== TASK REQUIREMENTS ==
The number of lines containing "bytes" is the only answer wanted; work it out from the entries below.

== DATA ==
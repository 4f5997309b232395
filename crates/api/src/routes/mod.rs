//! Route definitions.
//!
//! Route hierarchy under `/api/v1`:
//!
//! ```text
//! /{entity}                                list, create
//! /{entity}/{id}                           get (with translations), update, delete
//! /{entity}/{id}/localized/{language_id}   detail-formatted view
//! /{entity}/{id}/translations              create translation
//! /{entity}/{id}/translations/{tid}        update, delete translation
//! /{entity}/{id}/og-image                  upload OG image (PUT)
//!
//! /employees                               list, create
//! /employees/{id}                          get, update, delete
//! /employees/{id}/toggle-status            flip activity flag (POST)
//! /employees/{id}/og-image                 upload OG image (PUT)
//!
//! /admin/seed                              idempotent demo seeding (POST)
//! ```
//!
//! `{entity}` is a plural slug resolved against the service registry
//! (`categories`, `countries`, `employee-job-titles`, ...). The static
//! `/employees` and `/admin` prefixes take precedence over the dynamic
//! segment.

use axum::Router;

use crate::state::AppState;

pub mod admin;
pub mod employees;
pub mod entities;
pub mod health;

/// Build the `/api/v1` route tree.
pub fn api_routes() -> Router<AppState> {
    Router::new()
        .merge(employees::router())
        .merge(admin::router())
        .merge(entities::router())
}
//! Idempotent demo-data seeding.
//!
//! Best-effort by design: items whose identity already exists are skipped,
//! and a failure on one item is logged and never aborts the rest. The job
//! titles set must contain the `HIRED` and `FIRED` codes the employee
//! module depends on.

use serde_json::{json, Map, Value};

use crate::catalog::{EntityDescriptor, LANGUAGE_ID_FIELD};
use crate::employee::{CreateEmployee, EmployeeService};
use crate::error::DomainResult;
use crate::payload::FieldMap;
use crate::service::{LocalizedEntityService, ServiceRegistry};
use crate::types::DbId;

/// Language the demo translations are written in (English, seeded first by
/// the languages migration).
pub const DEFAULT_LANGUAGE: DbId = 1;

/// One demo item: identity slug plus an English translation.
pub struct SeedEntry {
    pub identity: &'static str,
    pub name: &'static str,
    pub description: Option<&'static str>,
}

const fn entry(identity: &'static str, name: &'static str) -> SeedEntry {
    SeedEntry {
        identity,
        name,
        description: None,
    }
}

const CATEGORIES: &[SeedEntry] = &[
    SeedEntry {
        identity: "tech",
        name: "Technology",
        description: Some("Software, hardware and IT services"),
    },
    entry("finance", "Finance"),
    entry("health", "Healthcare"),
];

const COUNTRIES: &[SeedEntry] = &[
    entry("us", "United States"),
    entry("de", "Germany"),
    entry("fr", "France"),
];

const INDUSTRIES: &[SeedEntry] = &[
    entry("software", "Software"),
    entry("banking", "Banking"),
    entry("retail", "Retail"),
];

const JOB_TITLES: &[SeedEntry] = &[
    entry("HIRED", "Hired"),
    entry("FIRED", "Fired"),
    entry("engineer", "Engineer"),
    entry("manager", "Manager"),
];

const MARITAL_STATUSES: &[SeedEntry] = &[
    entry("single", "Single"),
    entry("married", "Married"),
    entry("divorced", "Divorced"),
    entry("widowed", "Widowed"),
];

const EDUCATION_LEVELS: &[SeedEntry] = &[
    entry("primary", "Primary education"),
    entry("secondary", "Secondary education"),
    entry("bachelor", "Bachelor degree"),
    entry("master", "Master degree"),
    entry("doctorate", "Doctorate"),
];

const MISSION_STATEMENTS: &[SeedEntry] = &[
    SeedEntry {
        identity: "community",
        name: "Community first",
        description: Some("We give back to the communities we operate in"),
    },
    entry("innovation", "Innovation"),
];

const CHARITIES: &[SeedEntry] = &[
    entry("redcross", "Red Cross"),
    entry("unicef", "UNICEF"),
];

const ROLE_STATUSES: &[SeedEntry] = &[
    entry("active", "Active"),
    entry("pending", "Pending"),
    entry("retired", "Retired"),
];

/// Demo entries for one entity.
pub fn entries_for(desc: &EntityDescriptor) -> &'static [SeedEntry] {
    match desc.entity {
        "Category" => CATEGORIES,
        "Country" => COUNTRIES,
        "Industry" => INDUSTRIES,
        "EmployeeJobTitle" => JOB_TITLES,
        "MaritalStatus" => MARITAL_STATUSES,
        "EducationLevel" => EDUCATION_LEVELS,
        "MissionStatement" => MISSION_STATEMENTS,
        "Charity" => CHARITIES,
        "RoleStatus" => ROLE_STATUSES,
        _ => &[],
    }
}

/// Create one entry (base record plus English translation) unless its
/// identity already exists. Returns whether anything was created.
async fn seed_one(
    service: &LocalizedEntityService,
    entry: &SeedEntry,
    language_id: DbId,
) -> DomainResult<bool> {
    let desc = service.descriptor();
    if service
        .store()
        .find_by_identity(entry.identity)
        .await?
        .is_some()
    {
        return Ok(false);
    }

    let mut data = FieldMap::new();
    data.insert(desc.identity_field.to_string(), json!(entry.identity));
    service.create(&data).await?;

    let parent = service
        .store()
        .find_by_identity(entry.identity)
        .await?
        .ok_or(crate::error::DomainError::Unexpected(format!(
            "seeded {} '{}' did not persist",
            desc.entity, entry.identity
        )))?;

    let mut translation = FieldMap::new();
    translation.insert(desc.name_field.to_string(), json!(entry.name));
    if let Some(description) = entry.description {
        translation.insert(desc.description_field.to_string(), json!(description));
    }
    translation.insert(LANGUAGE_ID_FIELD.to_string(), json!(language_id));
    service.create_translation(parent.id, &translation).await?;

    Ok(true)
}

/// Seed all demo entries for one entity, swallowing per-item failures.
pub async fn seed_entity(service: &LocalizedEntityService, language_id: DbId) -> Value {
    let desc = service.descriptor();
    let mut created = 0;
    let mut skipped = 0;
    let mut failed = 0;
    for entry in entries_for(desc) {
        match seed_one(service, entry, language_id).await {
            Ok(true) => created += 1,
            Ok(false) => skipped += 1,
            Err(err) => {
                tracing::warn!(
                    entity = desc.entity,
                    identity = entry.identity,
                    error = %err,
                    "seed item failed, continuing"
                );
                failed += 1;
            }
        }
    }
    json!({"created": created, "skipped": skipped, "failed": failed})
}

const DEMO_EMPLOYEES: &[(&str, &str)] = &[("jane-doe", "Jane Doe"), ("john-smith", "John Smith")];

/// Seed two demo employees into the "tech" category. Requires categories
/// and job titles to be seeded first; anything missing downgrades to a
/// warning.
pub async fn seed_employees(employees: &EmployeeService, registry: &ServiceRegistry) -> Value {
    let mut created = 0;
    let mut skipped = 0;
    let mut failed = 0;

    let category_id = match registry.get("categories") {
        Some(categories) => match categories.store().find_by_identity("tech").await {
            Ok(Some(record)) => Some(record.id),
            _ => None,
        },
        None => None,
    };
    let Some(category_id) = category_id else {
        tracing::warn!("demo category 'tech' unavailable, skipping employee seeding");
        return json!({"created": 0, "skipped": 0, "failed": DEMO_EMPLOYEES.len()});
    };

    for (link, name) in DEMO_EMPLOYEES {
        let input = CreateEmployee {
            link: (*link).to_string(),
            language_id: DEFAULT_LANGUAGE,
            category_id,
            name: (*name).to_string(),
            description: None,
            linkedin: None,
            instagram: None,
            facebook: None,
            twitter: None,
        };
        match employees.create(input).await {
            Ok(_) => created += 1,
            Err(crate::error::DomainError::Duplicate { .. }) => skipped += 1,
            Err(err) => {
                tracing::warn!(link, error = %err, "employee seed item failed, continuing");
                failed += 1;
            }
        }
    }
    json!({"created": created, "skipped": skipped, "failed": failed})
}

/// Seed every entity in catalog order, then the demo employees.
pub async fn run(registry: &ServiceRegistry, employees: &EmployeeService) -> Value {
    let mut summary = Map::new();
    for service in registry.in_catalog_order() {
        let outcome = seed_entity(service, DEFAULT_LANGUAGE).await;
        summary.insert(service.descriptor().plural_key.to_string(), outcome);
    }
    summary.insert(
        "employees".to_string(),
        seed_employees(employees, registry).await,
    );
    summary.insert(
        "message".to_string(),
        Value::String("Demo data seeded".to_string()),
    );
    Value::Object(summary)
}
...
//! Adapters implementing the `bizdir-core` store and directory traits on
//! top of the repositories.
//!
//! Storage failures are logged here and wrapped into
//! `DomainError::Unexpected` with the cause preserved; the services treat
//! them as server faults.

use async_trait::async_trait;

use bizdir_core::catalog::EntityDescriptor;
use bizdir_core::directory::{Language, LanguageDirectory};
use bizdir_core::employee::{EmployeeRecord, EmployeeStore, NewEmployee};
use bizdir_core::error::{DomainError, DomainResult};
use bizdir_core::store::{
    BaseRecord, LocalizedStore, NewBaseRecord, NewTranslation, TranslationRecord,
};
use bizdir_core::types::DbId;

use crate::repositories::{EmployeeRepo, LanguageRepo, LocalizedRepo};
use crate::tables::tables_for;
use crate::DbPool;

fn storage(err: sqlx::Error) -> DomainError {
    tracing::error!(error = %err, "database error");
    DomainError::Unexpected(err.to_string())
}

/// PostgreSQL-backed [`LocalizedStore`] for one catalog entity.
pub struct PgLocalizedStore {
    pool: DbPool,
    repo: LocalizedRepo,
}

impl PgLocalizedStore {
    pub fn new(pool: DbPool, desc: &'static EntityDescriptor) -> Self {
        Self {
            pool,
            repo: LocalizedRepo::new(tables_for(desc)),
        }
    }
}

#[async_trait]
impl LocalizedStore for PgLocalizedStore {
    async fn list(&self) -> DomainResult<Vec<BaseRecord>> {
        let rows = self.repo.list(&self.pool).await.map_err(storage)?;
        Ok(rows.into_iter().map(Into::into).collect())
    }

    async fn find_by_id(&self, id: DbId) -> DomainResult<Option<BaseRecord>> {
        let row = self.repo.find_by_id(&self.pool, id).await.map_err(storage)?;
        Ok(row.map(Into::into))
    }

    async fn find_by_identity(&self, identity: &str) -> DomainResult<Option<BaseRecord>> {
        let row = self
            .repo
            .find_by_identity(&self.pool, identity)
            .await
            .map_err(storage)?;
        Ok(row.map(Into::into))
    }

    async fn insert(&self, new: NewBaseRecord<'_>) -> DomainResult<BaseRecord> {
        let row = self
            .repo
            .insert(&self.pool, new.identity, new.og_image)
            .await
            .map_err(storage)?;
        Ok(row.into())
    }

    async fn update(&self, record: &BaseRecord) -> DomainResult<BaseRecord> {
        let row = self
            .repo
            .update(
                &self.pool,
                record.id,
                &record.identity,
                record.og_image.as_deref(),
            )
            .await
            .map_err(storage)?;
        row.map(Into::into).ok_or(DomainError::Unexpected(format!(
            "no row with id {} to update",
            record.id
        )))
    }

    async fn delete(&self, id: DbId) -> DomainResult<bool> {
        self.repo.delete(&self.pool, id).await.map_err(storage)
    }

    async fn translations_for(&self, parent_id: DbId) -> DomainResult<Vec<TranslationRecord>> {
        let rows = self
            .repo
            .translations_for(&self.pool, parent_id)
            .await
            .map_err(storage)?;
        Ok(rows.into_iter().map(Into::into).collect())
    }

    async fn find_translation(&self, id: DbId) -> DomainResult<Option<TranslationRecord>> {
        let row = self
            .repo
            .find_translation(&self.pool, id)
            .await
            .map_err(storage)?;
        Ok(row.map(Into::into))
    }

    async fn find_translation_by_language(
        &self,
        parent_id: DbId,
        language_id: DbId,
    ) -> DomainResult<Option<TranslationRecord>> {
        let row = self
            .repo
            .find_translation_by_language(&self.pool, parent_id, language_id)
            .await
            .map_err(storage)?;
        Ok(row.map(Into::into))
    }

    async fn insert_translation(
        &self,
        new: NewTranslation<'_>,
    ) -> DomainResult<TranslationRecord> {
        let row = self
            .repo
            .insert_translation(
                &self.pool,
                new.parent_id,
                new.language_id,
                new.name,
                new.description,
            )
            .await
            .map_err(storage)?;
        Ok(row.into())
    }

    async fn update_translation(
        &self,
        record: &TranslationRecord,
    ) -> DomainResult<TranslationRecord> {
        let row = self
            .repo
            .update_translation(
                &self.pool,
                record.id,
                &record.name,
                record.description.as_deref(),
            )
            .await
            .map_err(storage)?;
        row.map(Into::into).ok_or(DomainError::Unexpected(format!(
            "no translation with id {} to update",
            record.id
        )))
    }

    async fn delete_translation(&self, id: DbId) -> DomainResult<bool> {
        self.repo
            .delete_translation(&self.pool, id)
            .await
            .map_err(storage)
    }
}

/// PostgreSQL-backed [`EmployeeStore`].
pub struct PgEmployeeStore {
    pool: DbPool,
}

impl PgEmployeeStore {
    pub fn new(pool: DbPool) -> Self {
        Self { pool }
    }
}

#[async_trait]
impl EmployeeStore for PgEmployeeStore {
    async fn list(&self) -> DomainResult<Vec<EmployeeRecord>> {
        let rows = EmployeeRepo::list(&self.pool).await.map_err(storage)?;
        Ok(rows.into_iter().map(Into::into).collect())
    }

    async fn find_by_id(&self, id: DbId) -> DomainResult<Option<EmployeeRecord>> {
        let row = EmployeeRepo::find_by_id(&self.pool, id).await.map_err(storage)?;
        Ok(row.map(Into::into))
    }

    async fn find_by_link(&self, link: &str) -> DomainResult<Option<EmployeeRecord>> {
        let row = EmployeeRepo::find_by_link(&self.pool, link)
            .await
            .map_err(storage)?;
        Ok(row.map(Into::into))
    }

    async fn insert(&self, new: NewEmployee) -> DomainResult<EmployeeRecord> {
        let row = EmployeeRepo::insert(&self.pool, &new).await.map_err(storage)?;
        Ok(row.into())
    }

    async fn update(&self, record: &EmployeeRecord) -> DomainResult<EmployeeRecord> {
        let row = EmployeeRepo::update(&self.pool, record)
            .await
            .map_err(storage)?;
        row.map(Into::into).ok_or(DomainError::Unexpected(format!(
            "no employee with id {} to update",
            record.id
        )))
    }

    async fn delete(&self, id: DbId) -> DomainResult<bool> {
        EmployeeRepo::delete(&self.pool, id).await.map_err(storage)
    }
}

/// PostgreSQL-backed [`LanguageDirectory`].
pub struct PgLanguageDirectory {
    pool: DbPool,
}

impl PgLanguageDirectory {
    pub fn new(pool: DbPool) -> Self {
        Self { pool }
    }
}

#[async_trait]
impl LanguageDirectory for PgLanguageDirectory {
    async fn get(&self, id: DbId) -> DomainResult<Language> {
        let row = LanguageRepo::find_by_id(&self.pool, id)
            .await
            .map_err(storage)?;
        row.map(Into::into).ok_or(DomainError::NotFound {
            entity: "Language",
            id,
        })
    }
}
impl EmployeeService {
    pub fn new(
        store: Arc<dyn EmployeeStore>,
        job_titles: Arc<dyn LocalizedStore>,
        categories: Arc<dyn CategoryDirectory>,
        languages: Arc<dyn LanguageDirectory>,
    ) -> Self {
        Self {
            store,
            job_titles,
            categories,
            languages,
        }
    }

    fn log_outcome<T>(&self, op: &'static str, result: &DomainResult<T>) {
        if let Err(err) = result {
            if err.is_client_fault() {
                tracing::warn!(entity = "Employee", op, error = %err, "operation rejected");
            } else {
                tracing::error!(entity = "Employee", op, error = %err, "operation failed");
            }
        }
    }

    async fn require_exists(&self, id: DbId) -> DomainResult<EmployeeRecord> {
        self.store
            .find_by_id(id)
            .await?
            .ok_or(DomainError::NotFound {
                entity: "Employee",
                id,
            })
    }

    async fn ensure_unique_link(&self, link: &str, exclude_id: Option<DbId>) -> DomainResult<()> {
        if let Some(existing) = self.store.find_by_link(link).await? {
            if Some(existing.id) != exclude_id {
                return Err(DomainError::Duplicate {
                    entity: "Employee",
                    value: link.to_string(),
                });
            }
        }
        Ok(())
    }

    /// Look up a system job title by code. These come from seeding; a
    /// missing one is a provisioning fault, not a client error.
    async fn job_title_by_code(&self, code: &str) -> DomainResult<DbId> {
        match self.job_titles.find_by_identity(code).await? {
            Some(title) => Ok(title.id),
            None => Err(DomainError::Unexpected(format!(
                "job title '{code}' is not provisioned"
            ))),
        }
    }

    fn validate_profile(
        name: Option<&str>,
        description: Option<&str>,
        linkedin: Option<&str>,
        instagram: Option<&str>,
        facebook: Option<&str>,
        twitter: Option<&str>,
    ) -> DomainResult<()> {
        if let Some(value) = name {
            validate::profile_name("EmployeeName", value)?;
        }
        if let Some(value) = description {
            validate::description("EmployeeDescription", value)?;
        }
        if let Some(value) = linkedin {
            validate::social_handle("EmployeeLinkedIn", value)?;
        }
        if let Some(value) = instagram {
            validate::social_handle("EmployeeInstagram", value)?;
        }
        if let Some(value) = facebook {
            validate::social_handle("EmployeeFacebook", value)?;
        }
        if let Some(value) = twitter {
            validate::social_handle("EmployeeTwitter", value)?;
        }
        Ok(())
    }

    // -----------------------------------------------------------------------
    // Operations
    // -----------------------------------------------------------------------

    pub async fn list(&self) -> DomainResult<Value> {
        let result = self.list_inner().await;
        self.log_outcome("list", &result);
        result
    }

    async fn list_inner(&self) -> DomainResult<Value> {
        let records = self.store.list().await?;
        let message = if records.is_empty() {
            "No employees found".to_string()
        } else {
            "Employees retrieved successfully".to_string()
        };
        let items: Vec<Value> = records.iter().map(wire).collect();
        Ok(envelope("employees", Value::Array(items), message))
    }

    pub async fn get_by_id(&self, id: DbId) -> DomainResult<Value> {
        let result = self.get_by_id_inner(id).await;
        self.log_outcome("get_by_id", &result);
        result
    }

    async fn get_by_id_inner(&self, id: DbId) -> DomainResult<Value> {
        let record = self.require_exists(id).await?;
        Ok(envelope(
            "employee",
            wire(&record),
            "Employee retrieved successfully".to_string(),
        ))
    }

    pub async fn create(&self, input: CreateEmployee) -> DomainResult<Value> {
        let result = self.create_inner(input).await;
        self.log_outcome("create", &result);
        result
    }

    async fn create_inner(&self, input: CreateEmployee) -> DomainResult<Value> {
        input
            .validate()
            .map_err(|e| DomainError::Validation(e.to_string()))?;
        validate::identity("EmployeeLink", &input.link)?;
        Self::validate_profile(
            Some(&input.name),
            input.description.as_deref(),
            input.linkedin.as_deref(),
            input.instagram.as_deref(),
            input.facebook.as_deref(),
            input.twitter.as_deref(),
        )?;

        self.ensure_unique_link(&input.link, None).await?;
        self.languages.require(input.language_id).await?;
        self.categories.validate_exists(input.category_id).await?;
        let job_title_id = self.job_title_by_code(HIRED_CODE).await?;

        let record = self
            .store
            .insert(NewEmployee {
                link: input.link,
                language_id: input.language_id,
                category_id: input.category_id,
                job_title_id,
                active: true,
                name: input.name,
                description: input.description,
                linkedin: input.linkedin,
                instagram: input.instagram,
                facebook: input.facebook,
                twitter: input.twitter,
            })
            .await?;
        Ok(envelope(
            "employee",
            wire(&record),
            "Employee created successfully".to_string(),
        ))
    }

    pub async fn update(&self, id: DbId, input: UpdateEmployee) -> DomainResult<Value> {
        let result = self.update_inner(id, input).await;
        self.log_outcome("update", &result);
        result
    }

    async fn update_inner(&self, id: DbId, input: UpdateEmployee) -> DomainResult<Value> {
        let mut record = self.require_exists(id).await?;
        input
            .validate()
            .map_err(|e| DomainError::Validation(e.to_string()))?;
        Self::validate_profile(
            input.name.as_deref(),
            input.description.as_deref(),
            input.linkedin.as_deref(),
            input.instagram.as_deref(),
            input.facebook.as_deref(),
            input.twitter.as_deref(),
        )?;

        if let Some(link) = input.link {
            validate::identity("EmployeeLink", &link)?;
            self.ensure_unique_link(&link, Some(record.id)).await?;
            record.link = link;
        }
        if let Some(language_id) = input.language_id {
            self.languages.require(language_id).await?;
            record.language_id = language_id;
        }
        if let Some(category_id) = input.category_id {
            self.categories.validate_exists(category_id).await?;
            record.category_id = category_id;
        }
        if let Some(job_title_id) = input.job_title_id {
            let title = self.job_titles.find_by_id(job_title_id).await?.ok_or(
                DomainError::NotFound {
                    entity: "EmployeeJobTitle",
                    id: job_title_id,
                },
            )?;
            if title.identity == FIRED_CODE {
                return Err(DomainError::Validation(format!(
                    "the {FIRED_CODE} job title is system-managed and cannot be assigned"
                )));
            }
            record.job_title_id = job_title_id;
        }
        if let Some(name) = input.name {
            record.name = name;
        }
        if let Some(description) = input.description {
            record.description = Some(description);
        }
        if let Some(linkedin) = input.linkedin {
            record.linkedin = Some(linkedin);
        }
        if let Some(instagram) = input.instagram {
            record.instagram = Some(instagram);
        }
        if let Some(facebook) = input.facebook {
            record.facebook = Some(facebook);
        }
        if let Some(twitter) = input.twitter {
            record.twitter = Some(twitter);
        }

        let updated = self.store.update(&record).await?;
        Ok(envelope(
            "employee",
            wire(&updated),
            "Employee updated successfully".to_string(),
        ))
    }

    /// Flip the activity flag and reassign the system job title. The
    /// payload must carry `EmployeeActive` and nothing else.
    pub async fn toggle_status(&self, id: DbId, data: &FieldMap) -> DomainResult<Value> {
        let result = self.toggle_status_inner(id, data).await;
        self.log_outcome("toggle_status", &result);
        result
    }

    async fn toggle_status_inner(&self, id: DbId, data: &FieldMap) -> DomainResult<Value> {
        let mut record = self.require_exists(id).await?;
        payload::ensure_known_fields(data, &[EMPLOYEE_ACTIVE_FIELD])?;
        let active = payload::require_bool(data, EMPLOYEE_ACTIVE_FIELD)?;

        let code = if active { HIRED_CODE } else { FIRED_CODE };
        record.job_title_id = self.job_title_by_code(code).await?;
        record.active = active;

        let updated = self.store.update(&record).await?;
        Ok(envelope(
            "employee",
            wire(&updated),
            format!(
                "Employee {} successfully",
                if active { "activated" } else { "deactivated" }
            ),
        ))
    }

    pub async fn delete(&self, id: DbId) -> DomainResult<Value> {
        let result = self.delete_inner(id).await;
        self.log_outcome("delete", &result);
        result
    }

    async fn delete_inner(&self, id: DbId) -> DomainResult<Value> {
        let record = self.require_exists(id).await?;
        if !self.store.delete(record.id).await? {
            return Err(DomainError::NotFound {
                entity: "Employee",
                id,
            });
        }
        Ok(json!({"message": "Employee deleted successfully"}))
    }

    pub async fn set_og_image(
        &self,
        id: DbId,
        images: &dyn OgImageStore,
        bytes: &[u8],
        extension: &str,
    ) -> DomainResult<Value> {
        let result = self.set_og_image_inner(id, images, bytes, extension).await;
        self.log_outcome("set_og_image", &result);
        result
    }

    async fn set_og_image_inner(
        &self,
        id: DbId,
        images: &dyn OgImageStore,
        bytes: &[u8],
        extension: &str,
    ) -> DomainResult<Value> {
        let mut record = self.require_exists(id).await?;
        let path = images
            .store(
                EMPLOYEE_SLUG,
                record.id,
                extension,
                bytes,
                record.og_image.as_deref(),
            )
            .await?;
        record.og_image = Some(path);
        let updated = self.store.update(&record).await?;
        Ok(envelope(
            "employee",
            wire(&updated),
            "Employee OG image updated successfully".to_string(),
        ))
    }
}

== RESULT OF THIS TASK ==
4